Negli stessi anni in cui veniva realizzato il ciclo performativo de “Le Storie della Vera Croce” (2012-2021), Presicce era impegnato con una serie di opere dal titolo “Monsieur Matisse”, realizzate con la tecnica del bronzo sbiancato, e con la ancora più ampia produzione di dipinti geometrici raffiguranti il Mago nell’antica concezione alchemica. A seguito delle restrizioni dovute alla pandemia, l’autore ha instaurato con la pittura un dialogo sempre più serrato. Contestualmente, la conclusione del ciclo de “Le Storie della Vera Croce”, con la mostra al Mattatoio di Roma, pone un tassello, una indicazione per intraprendere un’altra svolta.

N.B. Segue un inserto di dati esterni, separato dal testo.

// ─── Tests ────────────────────────────────────────────────────────────────────

#[cfg(test)]
mod tests {
    use std::{
        cell::RefCell, os::unix::process::ExitStatusExt, process::ExitStatus, rc::Rc,
    };

    use nix::errno::Errno;
    use tempfile::TempDir;

    use super::*;
    use crate::{
        error::{ErrorKind, ExecError},
        snapshot::latest_from_listing,
    };

    const SNAPSHOT: &str = "com.apple.TimeMachine.2024-03-01-101500";

    // ── Fakes ─────────────────────────────────────────────────────────────────

    #[derive(Clone, Copy, PartialEq, Eq)]
    enum ArchiveBehaviour {
        Succeed,
        Fail,
        Interrupted,
    }

    /// How each fake collaborator should respond.
    #[derive(Clone)]
    struct Script {
        fail_create: bool,
        listing: &'static str,
        fail_mount: bool,
        fail_hostname: bool,
        archive: ArchiveBehaviour,
        fail_delete: bool,
        fail_unmount: bool,
    }

    impl Default for Script {
        fn default() -> Self {
            Self {
                fail_create: false,
                listing: "com.apple.TimeMachine.2024-02-29-090000\ncom.apple.TimeMachine.2024-03-01-101500\n",
                fail_mount: false,
                fail_hostname: false,
                archive: ArchiveBehaviour::Succeed,
                fail_delete: false,
                fail_unmount: false,
            }
        }
    }

    /// Ordered record of every call made to the fakes.
    #[derive(Clone, Default)]
    struct Journal(Rc<RefCell<Vec<String>>>);

    impl Journal {
        fn push(&self, entry: impl Into<String>) {
            self.0.borrow_mut().push(entry.into());
        }

        fn entries(&self) -> Vec<String> {
            self.0.borrow().clone()
        }

        fn count(&self, prefix: &str) -> usize {
            self.0.borrow().iter().filter(|e| e.starts_with(prefix)).count()
        }
    }

    fn exec_failure(command: &str) -> ExecError {
        ExecError::Failed {
            command: command.into(),
            status: ExitStatus::from_raw(1 << 8),
            stderr: String::new(),
        }
    }

    struct Fake {
        script: Script,
        journal: Journal,
    }

    impl SnapshotService for Fake {
        fn create_snapshot(&self) -> Result<(), BackupError> {
            self.journal.push("create");
            if self.script.fail_create {
                return Err(BackupError::SnapshotCreate {
                    source: exec_failure("tmutil localsnapshot"),
                });
            }
            Ok(())
        }

        fn latest_identifier(&self) -> Result<String, BackupError> {
            self.journal.push("list");
            latest_from_listing(self.script.listing)
        }

        fn delete_snapshot(&self, identifier: &str) -> Result<(), BackupError> {
            let id = SnapshotId::parse(identifier)?;
            self.journal.push(format!("delete {}", id.uid()));
            if self.script.fail_delete {
                return Err(BackupError::SnapshotDelete {
                    identifier: identifier.into(),
                    source: exec_failure("tmutil deletelocalsnapshots"),
                });
            }
            Ok(())
        }
    }

    impl Mounter for Fake {
        fn mount(&self, snapshot: &str, mountpoint: &Path) -> Result<(), BackupError> {
            self.journal
                .push(format!("mount {snapshot} {}", mountpoint.display()));
            if self.script.fail_mount {
                return Err(BackupError::Mount {
                    snapshot: snapshot.into(),
                    mountpoint: mountpoint.to_path_buf(),
                    source: exec_failure("mount"),
                });
            }
            Ok(())
        }

        fn unmount(&self, mountpoint: &Path) -> nix::Result<()> {
            self.journal.push(format!("unmount {}", mountpoint.display()));
            if self.script.fail_unmount {
                return Err(Errno::EBUSY);
            }
            Ok(())
        }
    }

    impl Archiver for Fake {
        fn create_archive(
            &self,
            _cancel: &CancelToken,
            archive_name: &str,
            mountpoint: &Path,
            extra_args: &[String],
        ) -> Result<ArchiveOutcome, BackupError> {
            self.journal.push(format!(
                "archive {archive_name} {} {}",
                mountpoint.display(),
                extra_args.join(" ")
            ));
            match self.script.archive {
                ArchiveBehaviour::Succeed => Ok(ArchiveOutcome::Completed),
                ArchiveBehaviour::Interrupted => Ok(ArchiveOutcome::Interrupted),
                ArchiveBehaviour::Fail => Err(BackupError::ArchiveFailed {
                    status: ExitStatus::from_raw(2 << 8),
                }),
            }
        }
    }

    impl Host for Fake {
        fn hostname(&self) -> Result<String, BackupError> {
            self.journal.push("hostname");
            if self.script.fail_hostname {
                return Err(BackupError::Hostname {
                    source: Errno::EFAULT,
                });
            }
            Ok("studio".into())
        }
    }

    struct Harness {
        orchestrator: Orchestrator,
        journal: Journal,
        dir: TempDir,
    }

    fn harness(script: Script) -> Harness {
        let dir = tempfile::tempdir().unwrap();
        let journal = Journal::default();
        let fake = |journal: &Journal| -> Box<Fake> {
            Box::new(Fake {
                script: script.clone(),
                journal: journal.clone(),
            })
        };
        let config = BackupConfig {
            mountpoint: "/tmp/snapshot".into(),
            lock_file: dir.path().join("borg.lock"),
            borg_args: vec!["--stats".into()],
        };
        let services = Services {
            snapshots: fake(&journal),
            mounter: fake(&journal),
            archiver: fake(&journal),
            host: fake(&journal),
        };
        Harness {
            orchestrator: Orchestrator::new(config, services),
            journal,
            dir,
        }
    }

    fn run(script: Script) -> (Result<RunReport, BackupError>, Journal) {
        let h = harness(script);
        let result = h.orchestrator.run(&CancelToken::new());
        (result, h.journal)
    }

    // ── Happy path ────────────────────────────────────────────────────────────

    #[test]
    fn stages_run_in_order() {
        let (result, journal) = run(Script::default());
        let report = result.unwrap();

        assert_eq!(report.snapshot.as_str(), SNAPSHOT);
        assert_eq!(report.archive_name, "2024-03-01-101500@studio");
        assert_eq!(report.outcome, ArchiveOutcome::Completed);
        assert_eq!(journal.entries(), vec![
            "create".to_string(),
            "list".into(),
            format!("mount {SNAPSHOT} /tmp/snapshot"),
            "hostname".into(),
            "archive 2024-03-01-101500@studio /tmp/snapshot --stats".into(),
            "delete 2024-03-01-101500".into(),
            "unmount /tmp/snapshot".into(),
        ]);
    }

    // ── Failures before mounting ──────────────────────────────────────────────

    #[test]
    fn held_lock_stops_before_any_side_effect() {
        let h = harness(Script::default());
        let _held = ProcessLock::acquire(&h.dir.path().join("borg.lock")).unwrap();

        let err = h.orchestrator.run(&CancelToken::new()).unwrap_err();
        assert_eq!(err.kind(), ErrorKind::Lock);
        assert!(h.journal.entries().is_empty());
    }

    #[test]
    fn create_failure_stops_run() {
        let (result, journal) = run(Script {
            fail_create: true,
            ..Script::default()
        });
        assert_eq!(result.unwrap_err().kind(), ErrorKind::Snapshot);
        assert_eq!(journal.entries(), vec!["create"]);
    }

    #[test]
    fn empty_listing_fails_without_mounting() {
        let (result, journal) = run(Script {
            listing: "",
            ..Script::default()
        });
        let err = result.unwrap_err();
        assert_eq!(err.to_string(), "no available snapshots");
        assert_eq!(journal.count("mount"), 0);
        assert_eq!(journal.count("unmount"), 0);
    }

    #[test]
    fn malformed_identifier_never_mounts_or_deletes() {
        for listing in ["snapshot-without-dots\n", "a.b.c\n", "a.b.c.d.e\n"] {
            let (result, journal) = run(Script {
                listing,
                ..Script::default()
            });
            assert_eq!(
                result.unwrap_err().kind(),
                ErrorKind::MalformedIdentifier,
                "{listing:?}"
            );
            assert_eq!(journal.count("mount"), 0);
            assert_eq!(journal.count("delete"), 0);
            assert_eq!(journal.count("archive"), 0);
        }
    }

    #[test]
    fn mount_failure_does_not_unmount() {
        let (result, journal) = run(Script {
            fail_mount: true,
            ..Script::default()
        });
        assert_eq!(result.unwrap_err().kind(), ErrorKind::Mount);
        assert_eq!(journal.count("unmount"), 0);
        assert_eq!(journal.count("archive"), 0);
    }

    // ── Failures while mounted ────────────────────────────────────────────────

    #[test]
    fn archive_failure_keeps_snapshot_and_unmounts_once() {
        let (result, journal) = run(Script {
            archive: ArchiveBehaviour::Fail,
            ..Script::default()
        });
        assert_eq!(result.unwrap_err().kind(), ErrorKind::Archive);
        assert_eq!(journal.count("delete"), 0);
        assert_eq!(journal.count("unmount"), 1);
    }

    #[test]
    fn interrupted_archive_still_deletes_snapshot() {
        let (result, journal) = run(Script {
            archive: ArchiveBehaviour::Interrupted,
            ..Script::default()
        });
        assert_eq!(result.unwrap().outcome, ArchiveOutcome::Interrupted);
        assert_eq!(journal.count("delete"), 1);
        assert_eq!(journal.count("unmount"), 1);
    }

    #[test]
    fn delete_failure_still_unmounts_once() {
        let (result, journal) = run(Script {
            fail_delete: true,
            ..Script::default()
        });
        assert_eq!(result.unwrap_err().kind(), ErrorKind::Snapshot);
        assert_eq!(journal.count("unmount"), 1);
        assert_eq!(journal.entries().last().unwrap(), "unmount /tmp/snapshot");
    }

    #[test]
    fn hostname_failure_still_unmounts_once() {
        let (result, journal) = run(Script {
            fail_hostname: true,
            ..Script::default()
        });
        assert_eq!(result.unwrap_err().kind(), ErrorKind::Host);
        assert_eq!(journal.count("archive"), 0);
        assert_eq!(journal.count("unmount"), 1);
    }

    // ── Unmount escalation ────────────────────────────────────────────────────

    #[test]
    fn unmount_failure_after_success_needs_manual_cleanup() {
        let (result, journal) = run(Script {
            fail_unmount: true,
            ..Script::default()
        });
        let err = result.unwrap_err();
        assert!(err.needs_manual_cleanup());
        assert!(err.pending().is_none());
        assert_eq!(journal.count("delete"), 1);
        assert_eq!(journal.count("unmount"), 1);
    }

    #[test]
    fn unmount_failure_keeps_earlier_archive_error() {
        let (result, journal) = run(Script {
            archive: ArchiveBehaviour::Fail,
            fail_unmount: true,
            ..Script::default()
        });
        let err = result.unwrap_err();
        assert_eq!(err.kind(), ErrorKind::Unmount);
        assert_eq!(err.pending().map(BackupError::kind), Some(ErrorKind::Archive));
        assert_eq!(journal.count("unmount"), 1);
    }

    #[test]
    fn lock_is_released_after_run() {
        let h = harness(Script::default());
        h.orchestrator.run(&CancelToken::new()).unwrap();
        assert!(ProcessLock::acquire(&h.dir.path().join("borg.lock")).is_ok());
    }
}
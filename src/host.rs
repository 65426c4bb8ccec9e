//! Hostname lookup for archive naming.

use crate::error::BackupError;

pub trait Host {
    fn hostname(&self) -> Result<String, BackupError>;
}

/// The machine we are running on.
#[derive(Debug, Clone, Copy, Default)]
pub struct LocalHost;

impl Host for LocalHost {
    fn hostname(&self) -> Result<String, BackupError> {
        let name = nix::unistd::gethostname().map_err(|source| BackupError::Hostname { source })?;
        Ok(name.to_string_lossy().into_owned())
    }
}
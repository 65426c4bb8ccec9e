//! Command argument construction helpers.
//!
//! This module *builds* the argument lists passed to `tmutil`, `mount` and
//! `borg`.  It does not execute anything: captured execution lives in
//! [`crate::exec`], borg supervision in [`crate::archive`].
//!
//! The borg invocation shape is fixed; other tooling parses archive names, so
//! `create ::<archive> <mountpoint> <extra...>` must not change.

use std::path::Path;

use crate::config::PlatformConfig;

// ─── tmutil ───────────────────────────────────────────────────────────────────

/// `tmutil localsnapshot`
pub fn tmutil_create_args(platform: &PlatformConfig) -> Vec<String> {
    vec![platform.tmutil.clone(), "localsnapshot".into()]
}

/// `tmutil listlocalsnapshots <volume>`
pub fn tmutil_list_args(platform: &PlatformConfig) -> Vec<String> {
    vec![
        platform.tmutil.clone(),
        "listlocalsnapshots".into(),
        platform.volume.clone(),
    ]
}

/// `tmutil deletelocalsnapshots <uid>`
pub fn tmutil_delete_args(platform: &PlatformConfig, uid: &str) -> Vec<String> {
    vec![
        platform.tmutil.clone(),
        "deletelocalsnapshots".into(),
        uid.into(),
    ]
}

// ─── mount ────────────────────────────────────────────────────────────────────

/// `mount -t apfs -r -o -s=<snapshot> <volume> <mountpoint>`
///
/// There is no snapshot-aware mount syscall wrapper to call, so the system
/// `mount` tool does it.
pub fn mount_args(platform: &PlatformConfig, snapshot: &str, mountpoint: &Path) -> Vec<String> {
    vec![
        platform.mount.clone(),
        "-t".into(),
        "apfs".into(),
        "-r".into(),
        "-o".into(),
        format!("-s={snapshot}"),
        platform.volume.clone(),
        mountpoint.to_string_lossy().into_owned(),
    ]
}

// ─── borg ─────────────────────────────────────────────────────────────────────

/// Arguments (without the program) for `borg create`.
pub fn borg_create_args(archive_name: &str, mountpoint: &Path, extra: &[String]) -> Vec<String> {
    let mut args = vec![
        "create".into(),
        format!("::{archive_name}"),
        mountpoint.to_string_lossy().into_owned(),
    ];
    args.extend(extra.iter().cloned());
    args
}

// ─── Tests ────────────────────────────────────────────────────────────────────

Il nucleo di opere “Homo Sapiens Sapiens Sapiens”, del 2020, nasce da una crescente consapevolezza dell’autore nei confronti del destino della razza umana e della sua estinzione, delle forze naturali che agiscono catastroficamente su di essa e su tutto ciò che ancora significa intraprendere la strada della spiritualità. San Giovanni Battista, Sant’Onofrio e Santa Maria Maddalena, figure fortemente presenti nell’iconografia e nella percezione, rappresentano lo spunto per uno studio sui corpi, nell’epoca della vetrinizzazione dei soggetti, attraverso gli schermi e i canali della rete.
«Presicce non entra in contatto con i suoi modelli, li usa in quanto merce in vetrina, di fatto spoglia figure che si presentano vestite (anche se con poco) e le riporta ad uno stadio di nudità primigenia senza peccato, rivede l’erotismo nella sua fase embrionale da paradiso terrestre, l’Eden, dove non esistono tentazioni finché non compare il fatidico serpente», spiegano da Contemporary Cluster. L’artista scrive di essere stato influenzato da un sogno lucido fatto diversi anni fa, che gli aveva permesso poi di realizzare una scultura in legno di ulivo recante le stesse caratteristiche del Grillo, un archetipo medievale, ma dormiente (Bassa magia, 2008).
Dice inoltre di essere venuto in contatto con le ceramiche artistiche di Seminara, ai piedi dell’Aspromonte, attraverso la conoscenza di uno dei figli di Paolo Condurso, Gennaro, che ha ereditato la storica bottega del padre – denominato da Picasso come il calabrese dalle mani d’oro – e la maestria nell’eseguire le maschere apotropaiche dei Babbaluti e Picassine. «Presicce in questa esposizione rende anche omaggio a questa figura che dall’entroterra calabra riuscì ad affascinare il più grande artista del ‘900 tanto da portarlo a cimentarsi con la ceramica con i risultati (straordinari) che oggi conosciamo».